Stored entries:
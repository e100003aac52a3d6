//! The uniqueness gate: the crawl's seen set
//!
//! Every canonical URL passes through [`UniquenessGate::is_unique`] before it
//! may enter the frontier. The membership test and the insertion happen under
//! one exclusive lock, so two workers that discover the same link at the same
//! moment can never both be told it is new.

use std::collections::HashSet;
use std::sync::{Mutex, MutexGuard};

/// Thread-safe set of canonical URLs with atomic check-and-mark
#[derive(Debug, Default)]
pub struct UniquenessGate {
    seen: Mutex<HashSet<String>>,
}

impl UniquenessGate {
    /// Creates an empty gate
    pub fn new() -> Self {
        Self::default()
    }

    /// Creates a gate already holding `urls`
    pub fn with_preloaded<I, S>(urls: I) -> Self
    where
        I: IntoIterator<Item = S>,
        S: Into<String>,
    {
        let gate = Self::new();
        gate.preload(urls);
        gate
    }

    /// Marks `url` as seen and reports whether this call was the first to do so
    ///
    /// Returns true exactly once per distinct URL for the lifetime of the gate.
    pub fn is_unique(&self, url: &str) -> bool {
        let mut seen = self.lock();
        if seen.contains(url) {
            return false;
        }
        seen.insert(url.to_string())
    }

    /// Returns the subset of `urls` that was newly admitted, in input order
    ///
    /// Every returned URL is marked as seen. Duplicates inside `urls` are
    /// admitted once.
    pub fn filter_unique<I, S>(&self, urls: I) -> Vec<String>
    where
        I: IntoIterator<Item = S>,
        S: AsRef<str>,
    {
        let mut seen = self.lock();
        urls.into_iter()
            .filter_map(|url| {
                let url = url.as_ref();
                (!seen.contains(url) && seen.insert(url.to_string())).then(|| url.to_string())
            })
            .collect()
    }

    /// Bulk-inserts URLs known from a previous session without reporting results
    pub fn preload<I, S>(&self, urls: I)
    where
        I: IntoIterator<Item = S>,
        S: Into<String>,
    {
        let mut seen = self.lock();
        seen.extend(urls.into_iter().map(Into::into));
    }

    /// Read-only membership test
    pub fn contains(&self, url: &str) -> bool {
        self.lock().contains(url)
    }

    /// Number of distinct URLs recorded so far
    pub fn count(&self) -> usize {
        self.lock().len()
    }

    /// Forgets every URL; only meant for starting a new session
    pub fn reset(&self) {
        self.lock().clear();
    }

    // A poisoned lock still holds a consistent set: every mutation is a single
    // HashSet call, so recover the guard instead of propagating the panic.
    fn lock(&self) -> MutexGuard<'_, HashSet<String>> {
        self.seen.lock().unwrap_or_else(|poisoned| poisoned.into_inner())
    }
}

### Task
Retype only the lines above between the line with "first to do so" and the line with "pub fn count(&self)", counting those two lines as well, and keep every character as it is.

### Task response
    /// Marks `url` as seen and reports whether this call was the first to do so
    ///
    /// Returns true exactly once per distinct URL for the lifetime of the gate.
    pub fn is_unique(&self, url: &str) -> bool {
        let mut seen = self.lock();
        if seen.contains(url) {
            return false;
        }
        seen.insert(url.to_string())
    }

    /// Returns the subset of `urls` that was newly admitted, in input order
    ///
    /// Every returned URL is marked as seen. Duplicates inside `urls` are
    /// admitted once.
    pub fn filter_unique<I, S>(&self, urls: I) -> Vec<String>
    where
        I: IntoIterator<Item = S>,
        S: AsRef<str>,
    {
        let mut seen = self.lock();
        urls.into_iter()
            .filter_map(|url| {
                let url = url.as_ref();
                (!seen.contains(url) && seen.insert(url.to_string())).then(|| url.to_string())
            })
            .collect()
    }

    /// Bulk-inserts URLs known from a previous session without reporting results
    pub fn preload<I, S>(&self, urls: I)
    where
        I: IntoIterator<Item = S>,
        S: Into<String>,
    {
        let mut seen = self.lock();
        seen.extend(urls.into_iter().map(Into::into));
    }

    /// Read-only membership test
    pub fn contains(&self, url: &str) -> bool {
        self.lock().contains(url)
    }

    /// Number of distinct URLs recorded so far
    pub fn count(&self) -> usize {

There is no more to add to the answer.